Here is the reality:

In 2000, 3 percent of the 45.2 million males age 18 to 39 in the United States were in federal or state prisons or local jails at the time of the census. Surprisingly, at least from the vantage point of conventional wisdom, the incarceration rate of nativeborn men in this age group (3.5 percent) was 5 times higher than the incarceration rate of foreign-born men (0.7 percent).

The foreign-born rate was nearly two-and-a-half times less than the 1.7 percent rate for native-born non-Hispanic white men and almost 17 times less than the 11.6 percent rate for native-born non-Hispanic black men. The lower incarceration rate among immigrants was found in every pan-ethnic category without exception. For instance, native-born Hispanic men were nearly 7 times more likely to be in prison than foreignborn Hispanic men, while the incarceration rate of native-born non-Hispanic white men was almost 3 times higher than that of foreign-born white men . . .

The incarceration rates of foreign-born Mexicans, Salvadorans, and Guatemalans were the lowest of any Latin American immigrant group even though they were the least educated.
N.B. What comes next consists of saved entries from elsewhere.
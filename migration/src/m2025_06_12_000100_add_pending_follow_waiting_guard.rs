//! Adds a partial unique index preventing duplicate waiting follow-gate rows.
//!
//! Re-triggering the same rule from the same sender while a waiting row
//! exists must not create a second promise; the losing insert surfaces a
//! unique violation and the caller reuses the existing row.

use sea_orm_migration::prelude::*;
use sea_orm_migration::sea_orm::{DatabaseBackend, Statement};

#[derive(DeriveMigrationName)]
pub struct Migration;

#[async_trait::async_trait]
impl MigrationTrait for Migration {
    async fn up(&self, manager: &SchemaManager) -> Result<(), DbErr> {
        let backend = manager.get_database_backend();
        match backend {
            DatabaseBackend::Postgres => {
                manager
                    .get_connection()
                    .execute(Statement::from_string(
                        backend,
                        "DO $$\nBEGIN\n    IF NOT EXISTS (\n        SELECT 1 FROM pg_indexes\n        WHERE schemaname = current_schema()\n          AND indexname = 'idx_pending_follow_requests_waiting'\n    ) THEN\n        CREATE UNIQUE INDEX idx_pending_follow_requests_waiting\n            ON pending_follow_requests (rule_id, recipient_id)\n            WHERE status = 'waiting';\n    END IF;\nEND\n$$;"
                            .to_string(),
                    ))
                    .await
                    .map(|_| ())
            }
            _ => manager
                .get_connection()
                .execute(Statement::from_string(
                    backend,
                    "CREATE UNIQUE INDEX IF NOT EXISTS idx_pending_follow_requests_waiting \
                     ON pending_follow_requests (rule_id, recipient_id) \
                     WHERE status = 'waiting'"
                        .to_string(),
                ))
                .await
                .map(|_| ()),
        }
    }

    async fn down(&self, manager: &SchemaManager) -> Result<(), DbErr> {
        manager
            .get_connection()
            .execute(Statement::from_string(
                manager.get_database_backend(),
                "DROP INDEX IF EXISTS idx_pending_follow_requests_waiting",
            ))
            .await
            .map(|_| ())
    }
}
These three nationalities are precisely the groups that make up the majority of illegal immigrants in the United States.

But, true to the propensity of each succeeding generation to define the nation as constituted by immigrants while denigrating those most recently arrived, an earlier study reached identical results—in 1901.

In a sense, these findings should not come as news, for they are not new—merely forgotten and overruled by popular myth. In the first three decades of the 20th century, during the previous era of mass immigration, three major government commissions came to similar conclusions. The Industrial Commission of 1901, the [Dillingham] Immigration Commission of 1911, and the [Wickersham] National Commission on Law Observance and Enforcement of 1931 each sought to measure how immigration resulted in increases in crime. Instead, each found lower levels of criminal involvement among the foreign-born and higher levels among their native-born counterparts. As the report of the Dillingham Commission concluded a century ago: “No satisfactory evidence has yet been produced to show that immigration has resulted in an increase in crime disproportionate to the increase in adult population. Such comparable statistics of crime and population as it has been possible to obtain indicate that immigrants are less prone to commit crime than are native Americans.”
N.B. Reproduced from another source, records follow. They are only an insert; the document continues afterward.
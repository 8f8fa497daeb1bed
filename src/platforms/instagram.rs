//! Instagram platform client
//!
//! Talks to the Instagram Graph API: private replies via the messages
//! endpoint, follow-status lookups, and long-lived token refresh.

use async_trait::async_trait;
use chrono::{Duration as ChronoDuration, Utc};
use serde::Deserialize;
use std::time::Duration;
use tracing::debug;

use crate::normalization::Platform;
use crate::platforms::trait_::{
    OutboundMessage, PlatformClient, PlatformError, RefreshedToken, SendReceipt, classify_response,
};

const DEFAULT_API_BASE: &str = "https://graph.instagram.com";
const GRAPH_VERSION: &str = "v19.0";

/// Instagram Graph API client
#[derive(Clone)]
pub struct InstagramClient {
    http: reqwest::Client,
    api_base: String,
}

#[derive(Debug, Deserialize)]
struct SendResponse {
    message_id: Option<String>,
}

#[derive(Debug, Deserialize)]
struct FollowStatusResponse {
    #[serde(default)]
    is_user_follow_business: bool,
}

#[derive(Debug, Deserialize)]
struct RefreshResponse {
    access_token: String,
    expires_in: Option<i64>,
}

impl InstagramClient {
    /// Create a client, optionally overriding the API base (used by tests to
    /// point at a mock server).
    pub fn new(api_base: Option<String>, timeout: Duration) -> Self {
        let http = reqwest::Client::builder()
            .timeout(timeout)
            .build()
            .unwrap_or_default();

        Self {
            http,
            api_base: api_base.unwrap_or_else(|| DEFAULT_API_BASE.to_string()),
        }
    }

    async fn error_from_response(response: reqwest::Response) -> PlatformError {
        let status = response.status().as_u16();
        let retry_after = response
            .headers()
            .get("retry-after")
            .and_then(|h| h.to_str().ok())
            .and_then(|s| s.parse().ok());
        let body = response.text().await.ok().filter(|b| !b.is_empty());
        classify_response(status, body, retry_after)
    }
}

#[async_trait]
impl PlatformClient for InstagramClient {
    fn platform(&self) -> Platform {
        Platform::Instagram
    }

    async fn send_message(
        &self,
        access_token: &str,
        recipient_id: &str,
        message: &OutboundMessage<'_>,
    ) -> Result<SendReceipt, PlatformError> {
        let url = format!("{}/{}/me/messages", self.api_base, GRAPH_VERSION);

        let payload = match message.attachment_id {
            Some(attachment_id) => serde_json::json!({
                "recipient": {"id": recipient_id},
                "message": {
                    "text": message.text,
                    "attachment": {"type": "template", "payload": {"attachment_id": attachment_id}}
                }
            }),
            None => serde_json::json!({
                "recipient": {"id": recipient_id},
                "message": {"text": message.text}
            }),
        };

        debug!(recipient_id = %recipient_id, "Sending instagram message");

        let response = self
            .http
            .post(&url)
            .bearer_auth(access_token)
            .json(&payload)
            .send()
            .await?;

        if !response.status().is_success() {
            return Err(Self::error_from_response(response).await);
        }

        let body: SendResponse = response.json().await.map_err(|e| {
            PlatformError::Malformed {
                details: format!("send response: {}", e),
            }
        })?;

        Ok(SendReceipt {
            message_id: body.message_id,
        })
    }

    async fn check_follows(
        &self,
        access_token: &str,
        recipient_id: &str,
    ) -> Result<bool, PlatformError> {
        let url = format!(
            "{}/{}/{}?fields=is_user_follow_business",
            self.api_base, GRAPH_VERSION, recipient_id
        );

        let response = self.http.get(&url).bearer_auth(access_token).send().await?;

        if !response.status().is_success() {
            return Err(Self::error_from_response(response).await);
        }

        let body: FollowStatusResponse = response.json().await.map_err(|e| {
            PlatformError::Malformed {
                details: format!("follow status response: {}", e),
            }
        })?;

        Ok(body.is_user_follow_business)
    }

    async fn refresh_token(
        &self,
        access_token: &str,
        _refresh_token: Option<&str>,
    ) -> Result<RefreshedToken, PlatformError> {
        // Instagram long-lived tokens refresh themselves; no separate grant
        let url = format!(
            "{}/refresh_access_token?grant_type=ig_refresh_token",
            self.api_base
        );

        let response = self.http.get(&url).bearer_auth(access_token).send().await?;

        if !response.status().is_success() {
            return Err(Self::error_from_response(response).await);
        }

        let body: RefreshResponse = response.json().await.map_err(|e| {
            PlatformError::Malformed {
                details: format!("refresh response: {}", e),
            }
        })?;

        Ok(RefreshedToken {
            access_token: body.access_token,
            refresh_token: None,
            expires_at: body
                .expires_in
                .map(|seconds| Utc::now() + ChronoDuration::seconds(seconds)),
        })
    }
}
This also is somewhat disturbing:

[I]mmigrants, especially those from Latin America, have lower rates of adult and infant mortality and give birth to fewer underweight babies than natives despite higher poverty rates and greater barriers to health care. But their health status—and that of their children—worsens the longer they live in the United States and with increasing acculturation.
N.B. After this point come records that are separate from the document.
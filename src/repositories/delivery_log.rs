//! # Delivery Log Repository
//!
//! Append-only delivery attempts. The cooldown and daily-cap pre-checks in
//! the dispatcher read success rows through this repository; nothing ever
//! mutates a row once written.

use chrono::{DateTime, Utc};
use sea_orm::{
    ActiveModelTrait, ColumnTrait, DatabaseConnection, EntityTrait, PaginatorTrait, QueryFilter,
    Set,
};
use uuid::Uuid;

use crate::error::ApiError;
use crate::models::delivery_log_entry::{ActiveModel, Column, Entity, Model};

/// Maximum characters kept of the sent message in the log row.
const PREVIEW_MAX_CHARS: usize = 120;

/// Fields of a new delivery log row.
#[derive(Debug, Clone)]
pub struct NewDeliveryLogEntry<'a> {
    pub creator_id: Uuid,
    pub rule_id: Option<Uuid>,
    pub recipient_id: &'a str,
    pub platform: &'a str,
    pub trigger_type: &'a str,
    pub matched_keyword: Option<&'a str>,
    pub message: &'a str,
    pub outcome: &'a str,
    pub failure_reason: Option<&'a str>,
}

/// Repository for delivery log database operations
pub struct DeliveryLogRepository {
    db: DatabaseConnection,
}

impl DeliveryLogRepository {
    /// Create a new DeliveryLogRepository with the given database connection
    pub fn new(db: DatabaseConnection) -> Self {
        Self { db }
    }

    /// Whether a successful delivery for (rule, recipient) exists at or after
    /// `since` — the cooldown predicate.
    pub async fn has_success_since(
        &self,
        rule_id: Uuid,
        recipient_id: &str,
        since: DateTime<Utc>,
    ) -> Result<bool, ApiError> {
        let count = Entity::find()
            .filter(Column::RuleId.eq(rule_id))
            .filter(Column::RecipientId.eq(recipient_id))
            .filter(Column::Outcome.eq("success"))
            .filter(Column::CreatedAt.gte(since.fixed_offset()))
            .count(&self.db)
            .await
            .map_err(|e| {
                tracing::error!(rule_id = %rule_id, error = %e, "Failed to query cooldown window");
                ApiError::from(e)
            })?;

        Ok(count > 0)
    }

    /// Successful sends for a creator at or after `since` — the daily-cap
    /// predicate.
    pub async fn success_count_since(
        &self,
        creator_id: Uuid,
        since: DateTime<Utc>,
    ) -> Result<u64, ApiError> {
        Entity::find()
            .filter(Column::CreatorId.eq(creator_id))
            .filter(Column::Outcome.eq("success"))
            .filter(Column::CreatedAt.gte(since.fixed_offset()))
            .count(&self.db)
            .await
            .map_err(|e| {
                tracing::error!(creator_id = %creator_id, error = %e, "Failed to query send quota");
                ApiError::from(e)
            })
    }

    /// Append one delivery attempt. The message is truncated to a preview;
    /// full content never lands in the log.
    pub async fn record(
        &self,
        entry: NewDeliveryLogEntry<'_>,
        now: DateTime<Utc>,
    ) -> Result<Model, ApiError> {
        let preview: String = if entry.message.chars().count() > PREVIEW_MAX_CHARS {
            let truncated: String = entry.message.chars().take(PREVIEW_MAX_CHARS).collect();
            format!("{}…", truncated)
        } else {
            entry.message.to_string()
        };

        let row = ActiveModel {
            id: Set(Uuid::new_v4()),
            creator_id: Set(entry.creator_id),
            rule_id: Set(entry.rule_id),
            recipient_id: Set(entry.recipient_id.to_string()),
            platform: Set(entry.platform.to_string()),
            trigger_type: Set(entry.trigger_type.to_string()),
            matched_keyword: Set(entry.matched_keyword.map(str::to_string)),
            message_preview: Set(preview),
            outcome: Set(entry.outcome.to_string()),
            failure_reason: Set(entry.failure_reason.map(str::to_string)),
            created_at: Set(now.fixed_offset()),
        };

        row.insert(&self.db).await.map_err(|e| {
            tracing::error!(error = %e, "Failed to record delivery log entry");
            ApiError::from(e)
        })
    }

    /// Delete rows older than the retention cutoff; returns rows purged.
    pub async fn purge_older_than(&self, cutoff: DateTime<Utc>) -> Result<u64, ApiError> {
        let result = Entity::delete_many()
            .filter(Column::CreatedAt.lt(cutoff.fixed_offset()))
            .exec(&self.db)
            .await
            .map_err(|e| {
                tracing::error!(error = %e, "Failed to purge delivery log rows");
                ApiError::from(e)
            })?;

        Ok(result.rows_affected)
    }
}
The authors attribute this to "an ‘American’ diet high in fats, sugars, and processed foods," leading to "sharp increases in obesity and in the incidence of diseases such as diabetes and high blood pressure."

In addition, assimilation often entails incorporation into “minority” status in the United States, particularly among poor immigrants from non-European countries. As a result, the children and grandchildren of many immigrants—as well as many immigrants themselves the longer they live in the United States—become subject to economic and social forces that increase the likelihood of criminal behavior among other natives. This is especially true in impoverished communities where the native-born in particular are much more likely than immigrants (especially recent immigrants) to experience higher rates of divorce and drug and alcohol addiction.

This is too bad, since for many immigrants, it seems that as their absolute standard of living increases, their relative quality of life decreases. And this is achieved by many through extraordinary sacrifice in pursuit of the American dream.

I guess there’s nothing more American than fighting for the right to destroy yourself.